“Reasonable accommodation” Defined under California Law.

Disabled California employee receives a reasonable accommodation.

Employees with disabilities are often entitled to a reasonable accommodation at their job. A “reasonable accommodation” is a change in the way an employee performs their work that: (1) is compatible with the employee’s disability, and (2) allows the employee to accomplish all of the essential functions of the job.

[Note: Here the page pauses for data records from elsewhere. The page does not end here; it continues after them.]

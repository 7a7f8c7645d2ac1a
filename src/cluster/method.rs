use std::fmt;
use std::str::FromStr;

use serde::{Deserialize, Serialize};

use super::hgfc::GraphFactorizationClustering;
use super::semclust::DistributionalBaseline;
use super::spectral::SpectralLocalScaling;
use super::traits::SenseClusterer;
use crate::candidates::CandidateSet;
use crate::error::{Error, Result};
use crate::sense::SenseClustering;
use crate::signals::Signals;

/// Name of a clustering strategy, as given on the command line or in a config file.
#[derive(Debug, Clone, Copy, Default, PartialEq, Eq, Hash, Serialize, Deserialize)]
#[serde(rename_all = "lowercase")]
pub enum Method {
    /// [`DistributionalBaseline`].
    SemClust,
    /// [`SpectralLocalScaling`].
    Spectral,
    /// [`GraphFactorizationClustering`].
    #[default]
    Hgfc,
}

impl Method {
    /// Every selectable method.
    pub const ALL: [Method; 3] = [Method::SemClust, Method::Spectral, Method::Hgfc];

    /// Run-time name.
    pub fn name(self) -> &'static str {
        match self {
            Method::SemClust => "semclust",
            Method::Spectral => "spectral",
            Method::Hgfc => "hgfc",
        }
    }

    /// Whether the method needs the distributional vector table.
    pub fn requires_vectors(self) -> bool {
        matches!(self, Method::SemClust)
    }

    /// Whether the method needs the entailment table.
    pub fn requires_entailment(self) -> bool {
        !matches!(self, Method::SemClust)
    }
}

impl fmt::Display for Method {
    fn fmt(&self, f: &mut fmt::Formatter<'_>) -> fmt::Result {
        f.write_str(self.name())
    }
}

impl FromStr for Method {
    type Err = Error;

    fn from_str(s: &str) -> Result<Self> {
        Method::ALL
            .into_iter()
            .find(|m| m.name().eq_ignore_ascii_case(s))
            .ok_or_else(|| {
                Error::Configuration(format!(
                    "unknown clustering method '{s}'; choose 'spectral', 'semclust', or 'hgfc'"
                ))
            })
    }
}

/// A configured strategy. Closed set of variants behind [`SenseClusterer`].
#[derive(Debug, Clone)]
pub enum Strategy {
    /// Distributional baseline.
    SemClust(DistributionalBaseline),
    /// Spectral clustering with local scaling.
    Spectral(SpectralLocalScaling),
    /// Hierarchical graph factorization clustering.
    Hgfc(GraphFactorizationClustering),
}

impl Strategy {
    /// The method this strategy implements.
    pub fn method(&self) -> Method {
        match self {
            Strategy::SemClust(_) => Method::SemClust,
            Strategy::Spectral(_) => Method::Spectral,
            Strategy::Hgfc(_) => Method::Hgfc,
        }
    }

    fn inner(&self) -> &dyn SenseClusterer {
        match self {
            Strategy::SemClust(s) => s,
            Strategy::Spectral(s) => s,
            Strategy::Hgfc(s) => s,
        }
    }
}

impl From<Method> for Strategy {
    /// The strategy with default parameters.
    fn from(method: Method) -> Self {
        match method {
            Method::SemClust => Strategy::SemClust(DistributionalBaseline::new()),
            Method::Spectral => Strategy::Spectral(SpectralLocalScaling::new()),
            Method::Hgfc => Strategy::Hgfc(GraphFactorizationClustering::new()),
        }
    }
}

impl SenseClusterer for Strategy {
    fn name(&self) -> &'static str {
        self.inner().name()
    }

    fn cluster(&self, set: &CandidateSet, signals: Signals<'_>) -> Result<SenseClustering> {
        self.inner().cluster(set, signals)
    }
}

By requiring many employers to accommodate their employee’s disability, the law protects the dignity and livelihood of workers. Reasonable accommodations are also necessary to ensure that California employers do not discriminate against employees who have medical conditions, whether mental or physical. Importantly, these rules also protect job applicants. This article provides an overview of the law as it relates reasonable accommodations and disabled employees.

The legal background.

Employment laws under both state and federal law require many employers accommodate an employee’s disability if it would not cause the employer undue hardship. ((Gov’t Code, § 12940, subd. (m); 42 U.S.C. § 12112, subd. (b)(5)(A).)) Disability law in this context is primarily governed by two sets of laws: California’s Fair Employment and Housing Act ((Gov’t Code, § 12900–12996.)) (also called “FEHA” ) and the federal Americans with Disabilities Act ((42 U.S.C. § 12101, et seq.)) (called the “ADA” ). The California legislature, however, has made it clear that FEHA is intended to provide employees with even more protections than the ADA. ((Gov’t Code, § 12926.1.)) FEHA also gives employees more favorable definitions, rules, and remedies than the ADA. Because FEHA provides broader protections for employees, it is the primary law that employees should look to in analyzing their legal rights.

When are employers required to provide an accommodation?

Employers are required to accommodate their employee’s disability if:

The accommodation is reasonable.
With the accommodation, the employee can perform their essential job functions.
The employer knows of the disability.
And the employer is a “covered” entity, as explained below.

If the employer determines that the employee cannot be reasonably accommodated, the employer must engage in an interactive process with the employee to be sure that no accommodation would be reasonable. ((Cal. Code of Regs., tit. 2, § 11068, subd. (a).)) Employers have an affirmative duty to provide the accommodation if it meets these criteria. ((Id.)) This places a heavy burden on employers that refuse to accommodate their employee’s disabilities.

When is an accommodation reasonable?

Essentially, an accommodation is reasonable if it allows the employee to perform all essential duties of the position and it does not create an undue hardship for the employer. ((Gov’t Code, §§ 12940, subd. (m).)) An employer suffers from an undue hardship if the accommodation would require significant difficulty or expense. ((Gov’t Code, § 12926, subd. (t).)) Courts will consider five factors in determining whether the hardship creates significant difficulty or expense:

The nature and cost of the accommodation needed.
The size and resources of the facility providing the accommodation.
The size and resources of the business providing the accommodation.
The type of operations, including the composition, structure, and functions of the workforce of the entity.
And the geographic separateness, administrative, or fiscal relationship of the facility or facilities.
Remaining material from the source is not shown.